The agency held a public comment period from February to May of 2015 for stakeholders to submit their concerns or suggestions, and several expressed fears about what a nationalized system could mean. For example, the Association of American Physicians and Surgeons (AAPS) stated that it has “serious concerns about the impact that the Interoperability Roadmap will ultimately have on medical office expenses.” The statement said that “by and large, electronic medical records have increased costs significantly, reduced privacy, and led to some devastating medical errors.” 

The AAPS went on to say that “electronic medical records are often riddled with errors, rendering the goal of interoperability one of dubious value, or even harmful. Repetition and reliance on errors is detrimental to patient care.” 

Other organizations want a more efficient move toward interoperability than the decade-long plan suggested by the ONC. “We are concerned that a 10-year plan for a learning health system is too prolonged and would leave U.S. health care interoperability behind most other industries and countries,” wrote Michael Jackson, general manager of consumer healthcare, health and life sciences at the Intel Corporation.

Another advocacy group concerned about the ONC roadmap is the Citizens’ Council for Health Freedom (CCHF). Twila Brase, president and cofounder of CCHF, tells Security Management her organization believes that combining the electronic health records of everyone in the United States would hinder individualized patient care. “When you build a national system of all your private healthcare data–which also means mental health data, lifestyle data, genetic data, comments that you make to your doctor–then what you have done is you have infringed upon the confidential doctor-patient relationship. You’ve made the doctor’s office a scary place.” 
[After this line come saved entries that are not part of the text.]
use std::collections::HashMap;
use std::fs;
use std::io::ErrorKind;
use std::os::unix::net::UnixStream as StdUnixStream;
use std::path::{Path, PathBuf};
use std::sync::Arc;
use std::time::{Duration, SystemTime, UNIX_EPOCH};

use notify::{recommended_watcher, Event, EventKind, RecommendedWatcher, RecursiveMode, Watcher};
use serde_json::{json, Value};
use tokio::io::{AsyncBufReadExt, AsyncWriteExt, BufReader};
use tokio::net::unix::OwnedWriteHalf;
use tokio::net::{UnixListener, UnixStream};
use tokio::sync::{broadcast, Mutex};
use tokio::time::Instant;

use callerid_core::paths::{self, DAEMON_LABEL, DEBOUNCE_WINDOW};
use callerid_core::{
    config, CallerListPayload, CallerLookup, ContactSyncPayload, PayloadError, SourceId,
};
use callerid_directory::{LocalDirectory, RequestSummary};
use callerid_sync::{state, LocalContactStore, SyncOutcome};

use crate::bridge::{CallerIdBridge, CallerListOutcome};
use crate::error::{io_err, BridgeError, DaemonError};
use crate::protocol::{DaemonRequest, DaemonResponse};
use crate::screening::CallScreener;

pub type LocalBridge = CallerIdBridge<LocalContactStore, LocalDirectory>;

/// Shared state handed to every request.
pub struct DaemonState {
    pub bridge: Arc<LocalBridge>,
    pub screener: Mutex<CallScreener>,
    pub started_at_unix: u64,
}

impl DaemonState {
    pub fn new(bridge: LocalBridge) -> Self {
        Self {
            bridge: Arc::new(bridge),
            screener: Mutex::new(CallScreener::new()),
            started_at_unix: unix_seconds_now(),
        }
    }
}

/// Start the daemon runtime and block the current thread until it exits.
pub fn start_blocking(home: &Path) -> Result<(), DaemonError> {
    init_tracing();
    let runtime = tokio::runtime::Builder::new_multi_thread()
        .enable_all()
        .build()
        .map_err(|e| io_err("tokio-runtime", e))?;
    runtime.block_on(run(home.to_path_buf()))
}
Brase points out that HIPAA actually provides for the sharing of patient information, meaning that healthcare entities with a “need to know” are able to share that information freely unless state law says otherwise. According to the law, “The health care provider may share or discuss only the information that the person involved needs to know about the patient’s care or payment for care.” 

Brase says such language is dangerously vague. “How many people have a ‘need to know,’ and would the patient be happy with all those need to know people having access to their full medical records?”
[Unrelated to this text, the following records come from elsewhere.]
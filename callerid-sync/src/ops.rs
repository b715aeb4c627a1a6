//! Batch operations submitted to a contacts store.
//!
//! A batch is an ordered list of [`ContactOp`]s applied atomically. Data rows
//! for a raw contact inserted in the same batch refer to it through a
//! [`PendingRef`], an index into the batch's own op list that the store
//! resolves to a real [`RawContactId`] at commit time.

use serde::{Deserialize, Serialize};

use callerid_core::{EmailType, GroupId, PhoneType, RawContactId, SourceId};

/// Account every raw contact we insert is filed under.
#[derive(Debug, Clone, PartialEq, Eq, Serialize, Deserialize)]
pub struct AccountTag {
    pub account_type: String,
    pub account_name: String,
}

impl Default for AccountTag {
    fn default() -> Self {
        Self {
            account_type: "com.android.localprofile".into(),
            account_name: "Local Contacts".into(),
        }
    }
}

/// Position of an [`ContactOp::InsertRawContact`] inside its batch.
#[derive(Debug, Clone, Copy, PartialEq, Eq, Hash)]
pub struct PendingRef(usize);

impl PendingRef {
    pub fn index(self) -> usize {
        self.0
    }
}

/// Which raw contact a data row belongs to.
#[derive(Debug, Clone, Copy, PartialEq, Eq)]
pub enum RawContactTarget {
    Existing(RawContactId),
    Pending(PendingRef),
}

#[derive(Debug, Clone, Copy, PartialEq, Eq, Serialize, Deserialize)]
#[serde(rename_all = "lowercase")]
pub enum PhotoKind {
    /// Attached on insert so the contact never shows without an image.
    Placeholder,
    /// Swapped in by the relabel pass once inserts have committed.
    Branding,
}

/// One typed data row attached to a raw contact.
#[derive(Debug, Clone, PartialEq, Eq, Serialize, Deserialize)]
#[serde(tag = "kind", rename_all = "snake_case")]
pub enum DataRow {
    GroupMembership {
        group: GroupId,
        read_only: bool,
    },
    StructuredName {
        display_name: String,
        given_name: String,
        family_name: String,
    },
    Organization {
        company: String,
        title: String,
        department: String,
    },
    Note {
        text: String,
    },
    Phone {
        number: String,
        phone_type: PhoneType,
        label: String,
    },
    Email {
        address: String,
        email_type: EmailType,
        label: String,
    },
    Photo {
        photo: PhotoKind,
    },
}

#[derive(Debug, Clone, PartialEq, Eq)]
pub struct NewRawContact {
    pub source_id: SourceId,
    pub account: AccountTag,
    pub send_to_voicemail: bool,
}

#[derive(Debug, Clone, PartialEq, Eq)]
pub enum ContactOp {
    InsertRawContact(NewRawContact),
    InsertData {
        raw_contact: RawContactTarget,
        row: DataRow,
    },
    UpdateVoicemail {
        raw_contact: RawContactId,
        send_to_voicemail: bool,
    },
    DeleteRawContact {
        raw_contact: RawContactId,
    },
    ReplacePhoto {
        raw_contact: RawContactId,
        photo: PhotoKind,
    },
}

/// Ordered ops applied as one atomic unit.
#[derive(Debug, Clone, Default, PartialEq, Eq)]
pub struct OpBatch {
    ops: Vec<ContactOp>,
}

impl OpBatch {
    pub fn new() -> Self {
        Self::default()
    }

    /// Queue a raw contact insert and return the handle its rows refer to.
    pub fn insert_raw_contact(&mut self, contact: NewRawContact) -> PendingRef {
        let pending = PendingRef(self.ops.len());
        self.ops.push(ContactOp::InsertRawContact(contact));
        pending
    }

    pub fn insert_data(&mut self, raw_contact: RawContactTarget, row: DataRow) {
        self.ops.push(ContactOp::InsertData { raw_contact, row });
    }

    pub fn push(&mut self, op: ContactOp) {
        self.ops.push(op);
    }

    /// Move every op of `other` to the end of `self`, rebasing pending refs.
    pub fn append(&mut self, other: OpBatch) {
        let offset = self.ops.len();
        self.ops.extend(other.ops.into_iter().map(|op| match op {
            ContactOp::InsertData {
                raw_contact: RawContactTarget::Pending(p),
                row,
            } => ContactOp::InsertData {
                raw_contact: RawContactTarget::Pending(PendingRef(p.0 + offset)),
                row,
            },
            other => other,
        }));
    }

    pub fn ops(&self) -> &[ContactOp] {
        &self.ops
    }

    pub fn len(&self) -> usize {
        self.ops.len()
    }

    pub fn is_empty(&self) -> bool {
        self.ops.is_empty()
    }

    pub fn clear(&mut self) {
        self.ops.clear();
    }
}

/// Raw contacts created by a committed batch.
#[derive(Debug, Clone, Default, PartialEq, Eq)]
pub struct BatchOutcome {
    pub inserted: Vec<(SourceId, RawContactId)>,
}

#[cfg(test)]
mod tests {
    use super::*;

    fn raw(id: &str) -> NewRawContact {
        NewRawContact {
            source_id: SourceId::from(id),
            account: AccountTag::default(),
            send_to_voicemail: false,
        }
    }

    #[test]
    fn append_rebases_pending_refs() {
        let mut first = OpBatch::new();
        first.insert_raw_contact(raw("a"));

        let mut second = OpBatch::new();
        let p = second.insert_raw_contact(raw("b"));
        second.insert_data(RawContactTarget::Pending(p), DataRow::Note { text: "n".into() });

        first.append(second);
        assert_eq!(first.len(), 3);
        match &first.ops()[2] {
            ContactOp::InsertData {
                raw_contact: RawContactTarget::Pending(p),
                ..
            } => assert_eq!(p.index(), 1),
            other => panic!("unexpected {other:?}"),
        }
    }
}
State initiatives. At the state level, there has been some progress made toward centralizing patient healthcare information. Some have created master patient lookups where providers can access either full patient information or at least a list of who has treated the patient so there is a point of contact. New York, for example, has made progress by incenti­vizing private and public healthcare companies to aggregate their healthcare information through the Delivery System Reform Incentive Payment Program, run by the Office of the Medicaid Inspector General. 
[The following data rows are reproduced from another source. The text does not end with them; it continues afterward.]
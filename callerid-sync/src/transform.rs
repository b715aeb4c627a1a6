//! Upstream proto contacts → native contact records.

use std::collections::HashMap;

use sha2::{Digest, Sha256};

use callerid_core::{
    ContactEmail, ContactPhone, ContactRecord, ContactSyncPayload, PayloadError, ProtoContact,
    SourceId,
};

/// Stable identity for a proto contact.
///
/// `ihash`, else `guid`, else a SHA-256 of the data source and its record
/// id. Display fields never take part, so relabeling keeps the identity.
pub fn derive_source_id(contact: &ProtoContact) -> Option<SourceId> {
    if !contact.ihash.trim().is_empty() {
        return Some(SourceId::from(contact.ihash.trim()));
    }
    if !contact.guid.trim().is_empty() {
        return Some(SourceId::from(contact.guid.trim()));
    }
    if contact.datasource_id.trim().is_empty() {
        return None;
    }
    let mut h = Sha256::new();
    h.update(contact.datasource.as_bytes());
    h.update([0x1fu8]);
    h.update(contact.datasource_id.as_bytes());
    Some(SourceId(hex::encode(h.finalize())))
}

/// `displayName` if set, else `"surname, givenname"`, else `surname`.
pub fn display_name(contact: &ProtoContact) -> String {
    match contact.display_name.as_deref() {
        Some(name) if !name.trim().is_empty() => name.to_owned(),
        _ if !contact.givenname.trim().is_empty() => {
            format!("{}, {}", contact.surname, contact.givenname)
        }
        _ => contact.surname.clone(),
    }
}

pub fn transform(
    contact: &ProtoContact,
    source_id: SourceId,
    vacation_mode_active: bool,
) -> ContactRecord {
    ContactRecord {
        source_id,
        display_name: display_name(contact),
        first_name: contact.givenname.clone(),
        last_name: contact.surname.clone(),
        company: contact.company.clone(),
        job_title: contact.jobtitle.clone(),
        department: contact.department.clone(),
        send_to_voicemail: vacation_mode_active && !contact.is_favorite(),
        phone_numbers: contact
            .phonenumbers
            .iter()
            .map(|p| ContactPhone {
                number: p.value.clone(),
                label: p.label.clone(),
            })
            .collect(),
        emails: contact
            .emailaddresses
            .iter()
            .map(|e| ContactEmail {
                address: e.value.clone(),
                label: e.label.clone(),
            })
            .collect(),
    }
}

/// Transform a whole payload into desired records, keyed by source id.
///
/// A source id seen twice keeps its first position and its last value.
pub fn desired_records(
    payload: &ContactSyncPayload,
    vacation_mode_active: bool,
) -> Result<Vec<ContactRecord>, PayloadError> {
    let mut records: Vec<ContactRecord> = Vec::with_capacity(payload.items.len());
    let mut positions: HashMap<SourceId, usize> = HashMap::new();

    for (index, contact) in payload.items.iter().enumerate() {
        let source_id = derive_source_id(contact).ok_or(PayloadError::MissingSourceId { index })?;
        let record = transform(contact, source_id.clone(), vacation_mode_active);
        match positions.get(&source_id) {
            Some(&pos) => {
                tracing::debug!("duplicate source id {} at item {}", source_id, index);
                records[pos] = record;
            }
            None => {
                positions.insert(source_id, records.len());
                records.push(record);
            }
        }
    }
    Ok(records)
}

#[cfg(test)]
mod tests {
    use super::*;
    use callerid_core::ContactItem;

    fn proto(ihash: &str, surname: &str) -> ProtoContact {
        ProtoContact {
            ihash: ihash.into(),
            surname: surname.into(),
            ..ProtoContact::default()
        }
    }

    #[test]
    fn source_id_prefers_ihash_then_guid() {
        let mut c = proto("h1", "Doe");
        c.guid = "g1".into();
        assert_eq!(derive_source_id(&c), Some(SourceId::from("h1")));
        c.ihash.clear();
        assert_eq!(derive_source_id(&c), Some(SourceId::from("g1")));
    }

    #[test]
    fn source_id_falls_back_to_datasource_hash() {
        let mut c = proto("", "Doe");
        c.datasource = "exchange".into();
        c.datasource_id = "42".into();
        let id = derive_source_id(&c).expect("derived");
        assert_eq!(id.0.len(), 64);
        c.surname = "Renamed".into();
        assert_eq!(derive_source_id(&c), Some(id));
    }

    #[test]
    fn no_identity_is_rejected_with_index() {
        let payload = ContactSyncPayload {
            items: vec![proto("a", "A"), proto("", "B")],
        };
        let err = desired_records(&payload, false).unwrap_err();
        assert!(matches!(err, PayloadError::MissingSourceId { index: 1 }));
    }

    #[test]
    fn display_name_rules() {
        let mut c = proto("a", "Doe");
        assert_eq!(display_name(&c), "Doe");
        c.givenname = "Jane".into();
        assert_eq!(display_name(&c), "Doe, Jane");
        c.display_name = Some("Dr. Jane Doe".into());
        assert_eq!(display_name(&c), "Dr. Jane Doe");
        c.display_name = Some("  ".into());
        assert_eq!(display_name(&c), "Doe, Jane");
    }

    #[test]
    fn vacation_silences_non_favorites_only() {
        let mut fav = proto("f", "Fav");
        fav.is_favorite = Some(true);
        let other = proto("o", "Other");
        let payload = ContactSyncPayload {
            items: vec![fav, other],
        };

        let on = desired_records(&payload, true).unwrap();
        assert!(!on[0].send_to_voicemail);
        assert!(on[1].send_to_voicemail);

        let off = desired_records(&payload, false).unwrap();
        assert!(off.iter().all(|r| !r.send_to_voicemail));
    }

    #[test]
    fn duplicate_ids_keep_last_value() {
        let mut second = proto("x", "Second");
        second.phonenumbers = vec![ContactItem {
            value: "+4930".into(),
            label: "mobile".into(),
        }];
        let payload = ContactSyncPayload {
            items: vec![proto("x", "First"), proto("y", "Y"), second],
        };
        let records = desired_records(&payload, false).unwrap();
        assert_eq!(records.len(), 2);
        assert_eq!(records[0].last_name, "Second");
        assert_eq!(records[0].phone_numbers.len(), 1);
        assert_eq!(records[1].source_id, SourceId::from("y"));
    }
}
Emergency care. While the sharing of patient data raises privacy issues, saving patients’ lives is the top priority in an emergency, says Greene. In a disaster situation such as Hurricanes Katrina and Sandy, he notes that medical workers must comply with state laws when dealing with patient medical records. 

But there are ways to work around those rules if necessary. Some states have what is known as the “break the glass” procedure, which means that a medical worker can temporarily access a patient record during a disaster. There are also different rules among states for patient privacy, including “opt-in” or “opt-out” procedures. With opt-in, a patient has to give a doctor’s office permission to share his or her medical records with another organization, for example. In an opt-out situation, it’s assumed a patient record is okay to share with other providers unless expressed otherwise. 

During a disaster, Greene adds, the ability to not only view, but also edit patient information, is critical. “There has to be a way not only to pull that information from a central repository but also put new information back,” says Greene. “Almost like taking a library book down and then returning it with a few extra pages in it now because it’s the individual patient’s information. And that truly is a challenge.”